Dataset entries
-- Opening Marker --

//! Common test utilities for integration tests
//!
//! Builds coordinators and routers over an in-memory SQLite database and
//! an in-process moka cache.

#![allow(dead_code)]

use std::sync::Arc;
use std::time::Duration;

use async_trait::async_trait;
use axum::body::Body;
use axum::http::{header, Method, Request, StatusCode};
use axum::Router;
use http_body_util::BodyExt;
use serde_json::Value;
use tower::ServiceExt;

use tasklane::adapters::cache::MokaCacheStore;
use tasklane::adapters::http::router;
use tasklane::adapters::sqlite::{create_migrated_test_pool, SqliteTaskRepository};
use tasklane::cli::commands::serve::build_state;
use tasklane::domain::errors::{DomainError, DomainResult};
use tasklane::domain::models::Config;
use tasklane::domain::ports::CacheStore;
use tasklane::services::TaskAccessCoordinator;

pub type TestCoordinator = TaskAccessCoordinator<SqliteTaskRepository, MokaCacheStore>;

/// Setup test logging
///
/// Initializes a tracing subscriber writing to the test output.
pub fn setup_test_logging() {
    let _ = tracing_subscriber::fmt()
        .with_test_writer()
        .with_max_level(tracing::Level::DEBUG)
        .try_init();
}

/// Coordinator plus direct handles on its store and cache.
pub struct Fixture {
    pub coordinator: TestCoordinator,
    pub store: Arc<SqliteTaskRepository>,
    pub cache: Arc<MokaCacheStore>,
}

pub async fn fixture_with_ttl(ttl: Duration) -> Fixture {
    let pool = create_migrated_test_pool().await.expect("Failed to create test pool");
    let store = Arc::new(SqliteTaskRepository::new(pool));
    let cache = Arc::new(MokaCacheStore::new());
    let coordinator = TaskAccessCoordinator::with_ttl(store.clone(), cache.clone(), ttl);
    Fixture { coordinator, store, cache }
}

pub async fn fixture() -> Fixture {
    fixture_with_ttl(Duration::from_secs(300)).await
}

pub fn test_config() -> Config {
    let mut config = Config::default();
    config.auth.jwt_secret = "integration-test-secret".to_string();
    config
}

/// Full application router over fresh in-memory backends.
pub async fn test_app() -> Router {
    test_app_with_cache(Arc::new(MokaCacheStore::new())).await
}

/// Full application router over a fresh database and the given cache.
pub async fn test_app_with_cache(cache: Arc<dyn CacheStore>) -> Router {
    let pool = create_migrated_test_pool().await.expect("Failed to create test pool");
    let state = build_state(pool, cache, &test_config());
    router(Arc::new(state), false)
}

/// Moka cache whose set reads always fail, as a Redis outage mid-request would.
#[derive(Default)]
pub struct SetReadFailingCache {
    inner: MokaCacheStore,
}

#[async_trait]
impl CacheStore for SetReadFailingCache {
    async fn get(&self, key: &str) -> DomainResult<Option<String>> {
        self.inner.get(key).await
    }

    async fn set_with_expiry(&self, key: &str, value: &str, ttl: Duration) -> DomainResult<()> {
        self.inner.set_with_expiry(key, value, ttl).await
    }

    async fn delete(&self, keys: &[String]) -> DomainResult<()> {
        self.inner.delete(keys).await
    }

    async fn add_to_set(&self, key: &str, member: &str, ttl: Duration) -> DomainResult<()> {
        self.inner.add_to_set(key, member, ttl).await
    }

    async fn set_members(&self, _key: &str) -> DomainResult<Vec<String>> {
        Err(DomainError::CacheError("connection reset by peer".to_string()))
    }
}

/// Send one request and decode the JSON response body (`Value::Null` when empty or not JSON).
pub async fn send(app: &Router, method: Method, uri: &str, token: Option<&str>, body: Option<Value>) -> (StatusCode, Value) {
    let mut builder = Request::builder().method(method).uri(uri);
    if let Some(token) = token {
        builder = builder.header(header::AUTHORIZATION, format!("Bearer {token}"));
    }
    let request = match body {
        Some(json) => builder
            .header(header::CONTENT_TYPE, "application/json")
            .body(Body::from(json.to_string()))
            .unwrap(),
        None => builder.body(Body::empty()).unwrap(),
    };

    let response = app.clone().oneshot(request).await.unwrap();
    let status = response.status();
    let bytes = response.into_body().collect().await.unwrap().to_bytes();
    let value = serde_json::from_slice(&bytes).unwrap_or(Value::Null);
    (status, value)
}

/// Register `email` and return a bearer token for it.
pub async fn register_and_login(app: &Router, email: &str) -> String {
    let credentials = serde_json::json!({ "email": email, "password": "secret123" });

    let (status, _) = send(app, Method::POST, "/api/auth/register", None, Some(credentials.clone())).await;
    assert_eq!(status, StatusCode::CREATED);

    let (status, body) = send(app, Method::POST, "/api/auth/login", None, Some(credentials)).await;
    assert_eq!(status, StatusCode::OK);
    body["token"].as_str().expect("login returns a token").to_string()
}
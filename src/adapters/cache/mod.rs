//! Cache layer adapters.
//!
//! Two `CacheStore` implementations: an in-process moka cache with
//! per-entry TTLs, and a shared Redis cache for multi-instance deployments.

pub mod memory;
pub mod redis;

pub use memory::MokaCacheStore;
pub use redis::RedisCacheStore;

use std::sync::Arc;

use crate::domain::errors::{DomainError, DomainResult};
use crate::domain::models::{CacheBackend, CacheConfig};
use crate::domain::ports::CacheStore;

/// Construct the cache store selected by `config`.
pub fn build_cache_store(config: &CacheConfig) -> DomainResult<Arc<dyn CacheStore>> {
    match config.backend {
        CacheBackend::Memory => Ok(Arc::new(MokaCacheStore::with_capacity(config.max_capacity))),
        CacheBackend::Redis => {
            let url = config.redis_url.as_deref().ok_or_else(|| {
                DomainError::CacheError("redis backend selected without cache.redis_url".to_string())
            })?;
            Ok(Arc::new(RedisCacheStore::from_url(url)?))
        }
    }
}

-- Closing Marker --

• [EXERCISE GOAL]: Show the lines above that include "CacheError".

• [YOUR RESPONSE]:
        Err(DomainError::CacheError("connection reset by peer".to_string()))
                DomainError::CacheError("redis backend selected without cache.redis_url".to_string())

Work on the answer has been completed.